• _What you should do_:
Extract each line holding the word "aside" from the entries.

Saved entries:
Segment Open

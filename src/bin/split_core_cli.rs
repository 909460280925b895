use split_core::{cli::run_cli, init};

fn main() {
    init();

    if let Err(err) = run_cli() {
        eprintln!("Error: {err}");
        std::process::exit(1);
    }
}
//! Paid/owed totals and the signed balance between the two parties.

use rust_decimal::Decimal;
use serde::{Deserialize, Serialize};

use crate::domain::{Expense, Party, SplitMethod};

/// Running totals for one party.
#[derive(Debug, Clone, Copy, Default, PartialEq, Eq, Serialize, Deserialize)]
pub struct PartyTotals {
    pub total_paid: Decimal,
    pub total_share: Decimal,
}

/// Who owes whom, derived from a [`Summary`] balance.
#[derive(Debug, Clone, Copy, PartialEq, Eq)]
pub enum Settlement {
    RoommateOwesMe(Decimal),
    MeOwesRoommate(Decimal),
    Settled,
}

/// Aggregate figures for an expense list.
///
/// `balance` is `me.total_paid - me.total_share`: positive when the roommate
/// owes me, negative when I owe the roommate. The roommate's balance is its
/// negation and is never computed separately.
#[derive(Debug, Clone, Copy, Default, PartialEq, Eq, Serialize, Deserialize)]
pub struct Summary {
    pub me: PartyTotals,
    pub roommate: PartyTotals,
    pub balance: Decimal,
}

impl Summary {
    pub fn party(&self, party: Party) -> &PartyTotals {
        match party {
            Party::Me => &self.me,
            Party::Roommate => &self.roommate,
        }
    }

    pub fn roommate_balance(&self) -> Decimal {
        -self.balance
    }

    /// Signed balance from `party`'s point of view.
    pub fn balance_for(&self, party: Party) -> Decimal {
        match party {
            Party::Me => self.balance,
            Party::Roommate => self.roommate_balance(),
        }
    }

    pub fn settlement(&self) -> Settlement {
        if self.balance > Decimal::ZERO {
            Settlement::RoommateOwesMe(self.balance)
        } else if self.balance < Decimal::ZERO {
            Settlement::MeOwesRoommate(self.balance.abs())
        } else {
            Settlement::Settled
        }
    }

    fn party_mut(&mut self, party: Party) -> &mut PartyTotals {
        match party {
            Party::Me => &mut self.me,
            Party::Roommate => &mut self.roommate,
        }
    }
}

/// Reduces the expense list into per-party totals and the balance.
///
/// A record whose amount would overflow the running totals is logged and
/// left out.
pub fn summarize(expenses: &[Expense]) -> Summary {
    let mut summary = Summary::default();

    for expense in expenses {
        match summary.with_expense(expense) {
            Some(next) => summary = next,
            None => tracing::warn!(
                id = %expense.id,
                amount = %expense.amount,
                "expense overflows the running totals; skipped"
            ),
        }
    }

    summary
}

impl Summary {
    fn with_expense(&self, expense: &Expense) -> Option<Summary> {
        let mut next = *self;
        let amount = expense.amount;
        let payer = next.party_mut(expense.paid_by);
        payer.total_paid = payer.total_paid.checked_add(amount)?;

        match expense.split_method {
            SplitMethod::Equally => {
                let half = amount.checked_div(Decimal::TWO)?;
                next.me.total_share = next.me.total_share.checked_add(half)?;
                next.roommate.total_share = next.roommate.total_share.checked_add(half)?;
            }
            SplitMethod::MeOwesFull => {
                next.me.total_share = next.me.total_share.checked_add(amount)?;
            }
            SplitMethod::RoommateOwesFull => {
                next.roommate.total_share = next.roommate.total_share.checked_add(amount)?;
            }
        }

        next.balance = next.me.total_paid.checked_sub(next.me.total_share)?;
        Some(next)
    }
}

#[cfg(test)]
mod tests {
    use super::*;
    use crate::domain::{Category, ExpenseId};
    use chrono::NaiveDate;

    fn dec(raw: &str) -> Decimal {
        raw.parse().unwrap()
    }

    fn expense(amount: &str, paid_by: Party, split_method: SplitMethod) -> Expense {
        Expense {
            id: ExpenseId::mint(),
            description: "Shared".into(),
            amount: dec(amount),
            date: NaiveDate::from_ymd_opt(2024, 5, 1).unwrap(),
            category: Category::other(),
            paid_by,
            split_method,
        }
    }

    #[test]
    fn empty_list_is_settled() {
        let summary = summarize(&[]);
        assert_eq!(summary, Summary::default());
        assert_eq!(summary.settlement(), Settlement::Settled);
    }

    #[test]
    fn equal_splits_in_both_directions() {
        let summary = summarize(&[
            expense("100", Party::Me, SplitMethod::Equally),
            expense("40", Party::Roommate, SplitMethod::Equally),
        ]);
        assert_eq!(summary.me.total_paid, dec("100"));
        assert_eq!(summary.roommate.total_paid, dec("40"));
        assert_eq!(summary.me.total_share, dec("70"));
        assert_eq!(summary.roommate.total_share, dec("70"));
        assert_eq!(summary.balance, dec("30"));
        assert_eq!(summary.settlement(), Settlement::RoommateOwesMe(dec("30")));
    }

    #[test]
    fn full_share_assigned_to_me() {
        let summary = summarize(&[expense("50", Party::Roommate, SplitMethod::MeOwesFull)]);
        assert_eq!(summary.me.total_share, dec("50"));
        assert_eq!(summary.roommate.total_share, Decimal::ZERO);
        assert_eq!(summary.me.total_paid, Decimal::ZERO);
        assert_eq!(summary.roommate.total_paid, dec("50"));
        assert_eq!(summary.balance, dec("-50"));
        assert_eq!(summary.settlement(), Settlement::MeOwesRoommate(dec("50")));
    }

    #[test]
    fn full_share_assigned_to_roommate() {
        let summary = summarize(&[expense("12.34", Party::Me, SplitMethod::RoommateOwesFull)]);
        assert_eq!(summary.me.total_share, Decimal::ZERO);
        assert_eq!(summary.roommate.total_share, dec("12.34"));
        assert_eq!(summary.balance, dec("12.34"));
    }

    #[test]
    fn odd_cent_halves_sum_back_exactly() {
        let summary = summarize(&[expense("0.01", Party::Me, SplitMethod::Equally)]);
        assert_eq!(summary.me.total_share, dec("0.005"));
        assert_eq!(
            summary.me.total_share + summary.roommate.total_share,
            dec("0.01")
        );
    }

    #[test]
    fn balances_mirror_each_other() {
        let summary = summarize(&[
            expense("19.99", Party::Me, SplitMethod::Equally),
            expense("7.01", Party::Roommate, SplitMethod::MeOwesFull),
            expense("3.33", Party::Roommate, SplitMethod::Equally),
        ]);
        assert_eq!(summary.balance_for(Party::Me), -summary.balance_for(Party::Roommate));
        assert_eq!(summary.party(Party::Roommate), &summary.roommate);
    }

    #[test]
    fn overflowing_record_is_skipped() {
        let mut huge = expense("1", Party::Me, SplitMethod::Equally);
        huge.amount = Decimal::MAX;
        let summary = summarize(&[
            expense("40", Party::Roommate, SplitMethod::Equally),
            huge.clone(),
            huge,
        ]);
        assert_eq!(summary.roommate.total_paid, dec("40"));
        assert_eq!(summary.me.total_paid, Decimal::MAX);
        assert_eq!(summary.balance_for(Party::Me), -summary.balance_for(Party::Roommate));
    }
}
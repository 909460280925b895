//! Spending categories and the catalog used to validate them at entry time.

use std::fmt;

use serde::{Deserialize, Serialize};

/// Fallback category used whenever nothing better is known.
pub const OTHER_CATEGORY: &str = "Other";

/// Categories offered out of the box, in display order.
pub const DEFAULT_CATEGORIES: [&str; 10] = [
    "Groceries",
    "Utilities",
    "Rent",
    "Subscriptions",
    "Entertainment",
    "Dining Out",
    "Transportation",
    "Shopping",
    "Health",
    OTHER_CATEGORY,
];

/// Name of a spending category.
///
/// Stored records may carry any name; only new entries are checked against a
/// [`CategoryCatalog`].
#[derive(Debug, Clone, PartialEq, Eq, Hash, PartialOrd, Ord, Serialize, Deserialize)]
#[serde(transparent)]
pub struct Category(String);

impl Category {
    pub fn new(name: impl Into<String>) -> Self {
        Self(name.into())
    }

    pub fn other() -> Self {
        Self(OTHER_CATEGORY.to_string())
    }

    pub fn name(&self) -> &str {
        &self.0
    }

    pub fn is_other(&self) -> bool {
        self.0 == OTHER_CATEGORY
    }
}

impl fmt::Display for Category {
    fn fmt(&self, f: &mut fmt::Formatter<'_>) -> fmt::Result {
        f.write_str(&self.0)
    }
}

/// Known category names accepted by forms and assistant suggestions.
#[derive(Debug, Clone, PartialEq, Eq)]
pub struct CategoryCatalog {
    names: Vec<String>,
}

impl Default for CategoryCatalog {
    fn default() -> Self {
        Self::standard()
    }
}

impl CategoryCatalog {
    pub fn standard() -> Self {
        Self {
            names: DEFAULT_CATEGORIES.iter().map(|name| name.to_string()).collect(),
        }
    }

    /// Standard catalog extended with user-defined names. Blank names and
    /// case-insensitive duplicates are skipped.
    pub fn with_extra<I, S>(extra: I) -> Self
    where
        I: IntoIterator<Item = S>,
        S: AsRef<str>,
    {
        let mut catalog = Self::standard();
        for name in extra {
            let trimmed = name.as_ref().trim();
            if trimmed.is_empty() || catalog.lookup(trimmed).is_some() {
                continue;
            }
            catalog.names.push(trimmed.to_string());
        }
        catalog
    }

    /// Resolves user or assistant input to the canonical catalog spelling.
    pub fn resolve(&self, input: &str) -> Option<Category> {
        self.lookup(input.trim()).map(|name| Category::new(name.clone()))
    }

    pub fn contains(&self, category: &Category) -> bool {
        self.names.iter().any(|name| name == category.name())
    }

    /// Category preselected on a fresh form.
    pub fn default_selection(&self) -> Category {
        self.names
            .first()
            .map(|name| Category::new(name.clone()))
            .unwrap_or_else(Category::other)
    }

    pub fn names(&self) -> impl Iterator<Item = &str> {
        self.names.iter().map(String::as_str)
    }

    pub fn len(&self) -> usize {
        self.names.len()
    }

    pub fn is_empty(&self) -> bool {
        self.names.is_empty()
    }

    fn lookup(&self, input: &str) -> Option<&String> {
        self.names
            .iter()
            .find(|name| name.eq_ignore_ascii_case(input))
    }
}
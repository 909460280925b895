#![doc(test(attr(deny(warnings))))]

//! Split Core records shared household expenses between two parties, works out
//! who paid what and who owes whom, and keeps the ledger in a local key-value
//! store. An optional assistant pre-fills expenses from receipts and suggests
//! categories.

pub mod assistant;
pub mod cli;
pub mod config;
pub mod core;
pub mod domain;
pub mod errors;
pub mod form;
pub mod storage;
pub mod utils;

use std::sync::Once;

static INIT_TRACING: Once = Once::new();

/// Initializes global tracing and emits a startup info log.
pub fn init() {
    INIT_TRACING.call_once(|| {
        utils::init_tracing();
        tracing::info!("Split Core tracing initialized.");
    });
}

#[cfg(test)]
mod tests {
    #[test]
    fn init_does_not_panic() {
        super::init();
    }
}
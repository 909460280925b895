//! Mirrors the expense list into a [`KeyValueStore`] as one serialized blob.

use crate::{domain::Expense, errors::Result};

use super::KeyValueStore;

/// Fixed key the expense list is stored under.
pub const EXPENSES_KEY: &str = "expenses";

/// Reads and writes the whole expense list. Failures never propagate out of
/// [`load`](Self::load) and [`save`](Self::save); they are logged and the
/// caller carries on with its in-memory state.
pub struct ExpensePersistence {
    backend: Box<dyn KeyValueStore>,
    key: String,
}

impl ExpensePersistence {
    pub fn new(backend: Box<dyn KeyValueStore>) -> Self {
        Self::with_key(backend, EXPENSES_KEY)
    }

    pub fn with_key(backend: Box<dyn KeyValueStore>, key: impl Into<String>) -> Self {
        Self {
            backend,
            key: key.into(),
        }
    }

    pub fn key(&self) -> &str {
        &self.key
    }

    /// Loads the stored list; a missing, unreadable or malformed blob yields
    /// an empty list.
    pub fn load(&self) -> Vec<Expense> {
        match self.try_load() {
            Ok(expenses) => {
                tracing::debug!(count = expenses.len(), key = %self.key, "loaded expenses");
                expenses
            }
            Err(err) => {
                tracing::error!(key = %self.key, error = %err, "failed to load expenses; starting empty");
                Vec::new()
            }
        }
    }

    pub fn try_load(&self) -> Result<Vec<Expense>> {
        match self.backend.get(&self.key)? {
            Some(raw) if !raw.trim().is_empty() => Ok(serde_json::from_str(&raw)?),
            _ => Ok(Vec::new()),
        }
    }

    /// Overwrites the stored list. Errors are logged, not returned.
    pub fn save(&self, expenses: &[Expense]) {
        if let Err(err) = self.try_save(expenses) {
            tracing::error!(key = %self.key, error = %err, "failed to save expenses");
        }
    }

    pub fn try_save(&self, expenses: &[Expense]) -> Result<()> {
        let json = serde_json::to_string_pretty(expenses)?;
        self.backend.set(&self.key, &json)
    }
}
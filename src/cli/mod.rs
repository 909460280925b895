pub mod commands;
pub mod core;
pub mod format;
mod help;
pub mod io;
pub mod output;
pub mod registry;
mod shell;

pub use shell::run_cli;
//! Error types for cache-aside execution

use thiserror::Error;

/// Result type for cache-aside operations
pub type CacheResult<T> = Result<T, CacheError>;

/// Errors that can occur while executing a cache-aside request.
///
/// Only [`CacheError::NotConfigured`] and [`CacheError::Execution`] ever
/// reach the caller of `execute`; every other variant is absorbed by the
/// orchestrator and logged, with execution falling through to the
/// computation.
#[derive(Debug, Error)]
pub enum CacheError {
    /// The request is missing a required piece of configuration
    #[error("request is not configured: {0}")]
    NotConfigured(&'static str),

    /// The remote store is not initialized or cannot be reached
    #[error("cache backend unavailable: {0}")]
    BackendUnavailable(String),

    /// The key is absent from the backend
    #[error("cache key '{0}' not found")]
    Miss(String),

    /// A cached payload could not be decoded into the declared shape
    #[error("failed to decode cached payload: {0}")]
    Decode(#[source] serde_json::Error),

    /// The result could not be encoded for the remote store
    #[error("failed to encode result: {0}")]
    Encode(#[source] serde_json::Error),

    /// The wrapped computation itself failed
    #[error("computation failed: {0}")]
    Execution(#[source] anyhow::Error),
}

Segment Closed

• _Exercise solution_:
//! Error types for cache-aside execution
/// Result type for cache-aside operations
/// Errors that can occur while executing a cache-aside request.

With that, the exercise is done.